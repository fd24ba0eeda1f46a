//! Web login handshake
//!
//! Three requests on one cookie jar: fetch the login page and pull the
//! embedded API token out of it, announce the email, then exchange the
//! password (and a second-factor code when the service asks for one) at the
//! token endpoint.

use std::fmt;
use std::sync::LazyLock;

use regex::Regex;
use serde::Deserialize;
use tracing::{debug, info, warn};

use crate::error::{Error, Result};
use crate::prompt::Prompter;
use crate::session::{Session, WebClient};

pub const LOGIN_PATH: &str = "/login";
pub const LOGIN_MODE_PATH: &str = "/api/v2/login/mode";
pub const TOKEN_PATH: &str = "/api/v2/oauth2/token";

static API_TOKEN_RE: LazyLock<Regex> =
    LazyLock::new(|| Regex::new(r#""API_TOKEN":"(.*?)""#).expect("API_TOKEN pattern"));

/// Login identity and secret, plus a second-factor code if already known.
#[derive(Clone, Default)]
pub struct Credentials {
    pub email: String,
    pub password: String,
    pub challenge_code: Option<String>,
}

impl Credentials {
    pub fn new(email: impl Into<String>, password: impl Into<String>) -> Self {
        Self {
            email: email.into(),
            password: password.into(),
            challenge_code: None,
        }
    }

    pub fn with_challenge_code(mut self, code: impl Into<String>) -> Self {
        self.challenge_code = Some(code.into());
        self
    }
}

impl fmt::Debug for Credentials {
    fn fmt(&self, f: &mut fmt::Formatter<'_>) -> fmt::Result {
        f.debug_struct("Credentials")
            .field("email", &self.email)
            .field("password", &"***")
            .field("challenge_code", &self.challenge_code.as_ref().map(|_| "***"))
            .finish()
    }
}

/// Pull the bearer token out of the login page.
pub fn extract_api_token(page: &str) -> Result<String> {
    API_TOKEN_RE
        .captures(page)
        .and_then(|caps| caps.get(1))
        .map(|m| m.as_str().to_string())
        .ok_or_else(|| {
            Error::ProtocolShape(
                "API_TOKEN not found on the login page, Tumblr layout may have changed".to_string(),
            )
        })
}

#[derive(Debug, Deserialize)]
struct TokenResponse {
    #[serde(default)]
    error: Option<serde_json::Value>,
    #[serde(default)]
    error_description: Option<String>,
}

#[derive(Debug, PartialEq, Eq)]
enum TokenOutcome {
    Granted,
    Refused {
        description: String,
        wants_challenge: bool,
    },
}

fn parse_token_response(body: &str) -> Result<TokenOutcome> {
    let response: TokenResponse =
        serde_json::from_str(body).map_err(|e| Error::ProtocolResponse(e.to_string()))?;

    let error = match response.error {
        None | Some(serde_json::Value::Null) => return Ok(TokenOutcome::Granted),
        Some(serde_json::Value::String(s)) => s,
        Some(other) => other.to_string(),
    };

    let description = response.error_description.unwrap_or_default();
    let wants_challenge = description.to_lowercase().contains("tfa_token");
    let description = if description.is_empty() { error } else { description };

    Ok(TokenOutcome::Refused {
        description,
        wants_challenge,
    })
}

/// Log in and return the authenticated session.
///
/// The password step repeats only while the service asks for a second-factor
/// code that has not been supplied; at most `max_attempts` token requests are
/// made.
pub async fn authenticate(
    client: WebClient,
    credentials: &Credentials,
    max_attempts: u32,
    prompter: &mut dyn Prompter,
) -> Result<Session> {
    info!("Fetching auth token...");
    let page = client
        .http()
        .get(client.url(LOGIN_PATH))
        .send()
        .await?
        .text()
        .await?;
    let token = extract_api_token(&page)?;
    debug!("API token extracted");

    info!("Sending username...");
    client
        .http()
        .post(client.url(LOGIN_MODE_PATH))
        .bearer_auth(&token)
        .form(&[
            ("authentication", "oauth2_cookie"),
            ("email", credentials.email.as_str()),
        ])
        .send()
        .await?;

    let mut challenge = credentials
        .challenge_code
        .clone()
        .filter(|c| !c.trim().is_empty());
    let mut attempt = 0;

    loop {
        attempt += 1;
        info!(attempt, "Sending password...");

        let mut form = vec![
            ("grant_type", "password"),
            ("username", credentials.email.as_str()),
            ("password", credentials.password.as_str()),
        ];
        if let Some(code) = challenge.as_deref() {
            form.push(("tfa_token", code));
        }

        let body = client
            .http()
            .post(client.url(TOKEN_PATH))
            .bearer_auth(&token)
            .form(&form)
            .send()
            .await?
            .text()
            .await?;

        match parse_token_response(&body)? {
            TokenOutcome::Granted => {
                info!("Login successful!");
                return Ok(Session::new(client, token));
            }
            TokenOutcome::Refused {
                wants_challenge: true,
                ..
            } if challenge.is_none() => {
                if attempt >= max_attempts {
                    return Err(Error::AuthExhausted(max_attempts));
                }
                let code = prompter.ask("Enter 2FA code: ")?;
                if code.is_empty() {
                    warn!("empty 2FA code entered");
                }
                challenge = Some(code).filter(|c| !c.is_empty());
            }
            TokenOutcome::Refused { description, .. } => {
                return Err(Error::AuthRejected(description));
            }
        }
    }
}
//! Error types for the Tumblr exporter

use std::path::PathBuf;

use thiserror::Error;

#[derive(Error, Debug)]
pub enum Error {
    #[error("HTTP transport unavailable: {0}")]
    CapabilityMissing(String),

    #[error("Unable to create secure session lock: {0}")]
    SecureStorage(String),

    #[error("Session is locked by another export")]
    SessionLocked,

    #[error("Unexpected page layout: {0}")]
    ProtocolShape(String),

    #[error("Invalid JSON response: {0}")]
    ProtocolResponse(String),

    #[error("Login failed: {0}")]
    AuthRejected(String),

    #[error("Maximum login attempts exceeded ({0})")]
    AuthExhausted(u32),

    #[error("Conversation not found: {0}")]
    ConversationNotFound(String),

    #[error("Could not write to {}: {source}", path.display())]
    OutputWrite {
        path: PathBuf,
        #[source]
        source: std::io::Error,
    },

    #[error("HTTP error: {0}")]
    Http(#[from] reqwest::Error),

    #[error("IO error: {0}")]
    IoError(#[from] std::io::Error),

    #[error("Serialization error: {0}")]
    SerializationError(String),

    #[error("Invalid argument: {0}")]
    InvalidArgument(String),

    #[error("Config error: {0}")]
    Config(String),
}

pub type Result<T> = std::result::Result<T, Error>;

impl From<serde_json::Error> for Error {
    fn from(err: serde_json::Error) -> Self {
        Error::SerializationError(err.to_string())
    }
}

......

• [Directions for this task]:
Looking at the entries above, state the number of lines that contain "AuthRejected" and add nothing more.

• [Result]:
2